Ironically, if a person can't be trusted with a rocket launcher, that same person shouldn't be trusted with gasoline, or cars, or bulldozers, all of which can be easily obtained.  Indeed, it's almost illegal for a civilian to purchase a rocket launcher in the United States*, but an individual bent on mischief could easily obtain gasoline, or a car, or even a bulldozer, without a license.  (Admittedly, the latter two may have to be stolen, but they are so prevalent, it would be fairly easy to do so.)

So, if we have crazy neighbors who can't be trusted with rocket launchers--because of their short tempers and lack of common sense--why do we trust them not to torch our houses with gasoline, or not to run us down with their car, nor to steal a bulldozer and tear down our house?

Answer:  Because most people are reasonable about these things, enough so that, when they aren't reasonable, it's a Major News Story(tm).  And sometimes, even when these things are abused, there might be a reasonable explanation--such as unexpected erratic behavior from someone who has diabetes, but has not been diagnosed with it yet.

It is sad when we don't trust our neighbors--even the ones we have a reason not to trust--to make basic, personal choices about the things around us.  And the saddest thing about this is that, when we limit other people's choices, we limit our own, as well.

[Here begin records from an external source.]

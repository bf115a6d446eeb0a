/// Glob-style pattern matching against URLs and titles
use crate::domain::UrlView;
use regex::{Regex, RegexBuilder};

/// Compile a glob pattern into an anchored, case-insensitive regex
///
/// `*` matches any run of characters and `?` any single character;
/// every other character is matched literally.
pub fn glob_to_regex(pattern: &str) -> Result<Regex, regex::Error> {
    let mut source = String::with_capacity(pattern.len() + 8);
    source.push('^');

    for c in pattern.chars() {
        match c {
            '*' => source.push_str(".*"),
            '?' => source.push('.'),
            _ => source.push_str(&regex::escape(c.encode_utf8(&mut [0; 4]))),
        }
    }

    source.push('$');
    RegexBuilder::new(&source).case_insensitive(true).build()
}

/// Pattern text with wildcards stripped, for plain containment checks
fn strip_wildcards(pattern: &str) -> String {
    pattern.to_lowercase().replace('*', "")
}

/// Check one pattern against an already decomposed URL
///
/// The pattern matches if its regex matches the full URL, the URL without
/// query, the hostname or hostname+path, or if its wildcard-free text occurs
/// in the flattened URL. This is intentionally loose.
pub fn matches_url_view(view: &UrlView, pattern: &str) -> bool {
    match glob_to_regex(pattern) {
        Ok(regex) => {
            if view.regex_targets().iter().any(|target| regex.is_match(target)) {
                return true;
            }
        }
        Err(e) => log::warn!("Skipping regex tests for pattern {:?}: {}", pattern, e),
    }

    view.flattened.contains(&strip_wildcards(pattern))
}

/// Does the URL match any of the patterns? Unparsable URLs never match.
pub fn matches_url_patterns(url: &str, patterns: &[String]) -> bool {
    if url.is_empty() || patterns.is_empty() {
        return false;
    }

    match UrlView::parse(url) {
        Some(view) => patterns.iter().any(|pattern| matches_url_view(&view, pattern)),
        None => false,
    }
}

/// Does the title contain any of the keywords (case-insensitive, `*` ignored)?
pub fn matches_title_keywords(title: &str, keywords: &[String]) -> bool {
    if title.is_empty() || keywords.is_empty() {
        return false;
    }

    let title = title.to_lowercase();
    keywords
        .iter()
        .any(|keyword| title.contains(&strip_wildcards(keyword)))
}
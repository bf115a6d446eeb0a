/// Data structures for saved tabs
use chrono::{DateTime, Utc};
use serde::{Deserialize, Serialize};

/// A live browser tab as reported by the host
#[derive(Debug, Clone, Serialize, Deserialize, PartialEq)]
#[serde(rename_all = "camelCase")]
pub struct TabInfo {
    pub id: i32,
    pub url: String,
    #[serde(default)]
    pub title: String,
    #[serde(default)]
    pub fav_icon_url: String,
    #[serde(default)]
    pub pinned: bool,
}

impl TabInfo {
    pub fn new(id: i32, url: String, title: String) -> TabInfo {
        TabInfo {
            id,
            url,
            title,
            fav_icon_url: String::new(),
            pinned: false,
        }
    }

    /// Browser-internal pages are never saved
    pub fn is_saveable(&self) -> bool {
        !self.url.is_empty()
            && !self.url.starts_with("chrome://")
            && !self.url.starts_with("edge://")
            && !self.url.starts_with("about:blank")
    }
}

/// A tab saved under a tag.
///
/// Identity is the `(url, saved_at)` pair; there is no synthetic id.
#[derive(Debug, Clone, Serialize, Deserialize, PartialEq)]
#[serde(rename_all = "camelCase")]
pub struct SavedItem {
    pub url: String,
    pub title: String,
    #[serde(default)]
    pub fav_icon_url: String,
    pub saved_at: DateTime<Utc>,
    #[serde(default, skip_serializing_if = "Option::is_none")]
    pub classified_as: Option<String>,
}

impl SavedItem {
    pub fn from_tab(tab: &TabInfo, saved_at: DateTime<Utc>) -> SavedItem {
        let title = if tab.title.is_empty() {
            tab.url.clone()
        } else {
            tab.title.clone()
        };

        SavedItem {
            url: tab.url.clone(),
            title,
            fav_icon_url: tab.fav_icon_url.clone(),
            saved_at,
            classified_as: None,
        }
    }

    pub fn has_identity(&self, url: &str, saved_at: &DateTime<Utc>) -> bool {
        self.url == url && &self.saved_at == saved_at
    }

    pub fn same_identity(&self, other: &SavedItem) -> bool {
        self.has_identity(&other.url, &other.saved_at)
    }
}

/// A saved item together with the tag it is stored under
#[derive(Debug, Clone, Serialize, Deserialize, PartialEq)]
#[serde(rename_all = "camelCase")]
pub struct TaggedItem {
    #[serde(flatten)]
    pub item: SavedItem,
    #[serde(default, skip_serializing_if = "Option::is_none")]
    pub source_tag: Option<String>,
}

impl TaggedItem {
    pub fn sourced(item: SavedItem, tag: &str) -> TaggedItem {
        TaggedItem {
            item,
            source_tag: Some(tag.to_string()),
        }
    }

    pub fn bare(item: SavedItem) -> TaggedItem {
        TaggedItem {
            item,
            source_tag: None,
        }
    }
}

/// Newest first; ties keep their collection order
pub fn sort_newest_first(items: &mut [TaggedItem]) {
    items.sort_by(|a, b| b.item.saved_at.cmp(&a.item.saved_at));
}
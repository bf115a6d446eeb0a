//! Browser-side tests, run with `wasm-pack test --headless --chrome`
#![cfg(target_arch = "wasm32")]

use serde_json::json;
use tag_tab::{MemoryStore, TagManager, handle};
use tag_tab::host::{TabHost, TabScope};
use tag_tab::tab_data::TabInfo;
use wasm_bindgen_test::*;

wasm_bindgen_test_configure!(run_in_browser);

struct NoTabs;

#[async_trait::async_trait(?Send)]
impl TabHost for NoTabs {
    async fn query_tabs(&self, _scope: TabScope) -> tag_tab::Result<Vec<TabInfo>> {
        Ok(Vec::new())
    }

    async fn open_tab(&self, _url: &str) -> tag_tab::Result<()> {
        Ok(())
    }

    async fn open_new_tab_page(&self) -> tag_tab::Result<()> {
        Ok(())
    }

    async fn close_tabs(&self, _ids: &[i32]) -> tag_tab::Result<()> {
        Ok(())
    }
}

#[wasm_bindgen_test]
fn test_extract_hostname_export() {
    assert_eq!(tag_tab::extract_hostname("https://www.example.com/a?b=c"), "www.example.com");
    assert_eq!(tag_tab::extract_hostname("not a url"), "");
}

#[wasm_bindgen_test]
async fn test_tag_lifecycle_through_messages() {
    let manager = TagManager::new(MemoryStore::new());

    let created = handle(&manager, &NoTabs, json!({ "type": "createTag", "tagName": "Work" })).await;
    let sub = handle(
        &manager,
        &NoTabs,
        json!({ "type": "createSubTag", "parentPath": "Work", "subTagName": "Email" }),
    )
    .await;
    let deleted = handle(&manager, &NoTabs, json!({ "type": "deleteTag", "tag": "Work" })).await;
    let flat = handle(&manager, &NoTabs, json!({ "type": "getTagsFlat" })).await;

    assert_eq!(created["ok"], true);
    assert_eq!(sub["newTagPath"], "Work/Email");
    assert_eq!(deleted["ok"], true);
    assert_eq!(flat["tags"], json!(["Work/Email"]));
}

#[wasm_bindgen_test]
async fn test_save_with_no_tabs() {
    let manager = TagManager::new(MemoryStore::new());

    let response = handle(
        &manager,
        &NoTabs,
        json!({ "type": "saveAndClose", "tag": "Reading", "scope": "allWindows" }),
    )
    .await;

    assert_eq!(response, json!({ "ok": true, "saved": 0 }));
}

Thus, you might wake up one morning, and think to yourself, "I'm tired of my drab brown house.  It's been like this for a decade!  I think I'll paint it blue...or red...or maybe green" and then discover that you can't, because your Home Owners Association couldn't trust you to choose the correct color of your house, and so you must choose your colors from a stunning palette of drab brown colors.  And continue to live in a stunning neighborhood, consisting entirely of houses of drab, brown colors.

Enjoy your distrust!

*Or is it?  I'm a little confused about the law on this matter:  it seems that certain volatile things, like flame throwers, are surprisingly perfectly legal, at least in most States; most people don't own them, though, because they are also impractical weapons.  Have you ever tried to conceal a naphtha tank?  In any case, it's possible that rocket launchers are legal where you live, too! but I'm too lazy to try to find out right now.

1 comment:

  1. Rocket launchers are legal pretty much everywhere (some states or localities might specifically ban them, but I'm not aware of any). I myself own an empty M-72 LAW tube.

    The rockets themselves, however, would be "Destructive Devices" under the National Firearms Act.

    $200 tax stamp and Federal background check per each assuming you can find someone who has one to sell, which would be difficult in the extreme. There's never been a civilian market for them, and the Federally owned ones don't get surplused out to civilians.

    So, yeah, legal. But prohibitively difficult from sheer scarcity.

    (If your neighbor wants to kaboom your house, like you said, he can do that without a rocket launcher. It's not like high-schoolers aren't perfectly capable of making a pipe bomb.

    'taint lack of rocket launchers that keeps people from blowing stuff up, it's either lack of desire to or fear of consequences.)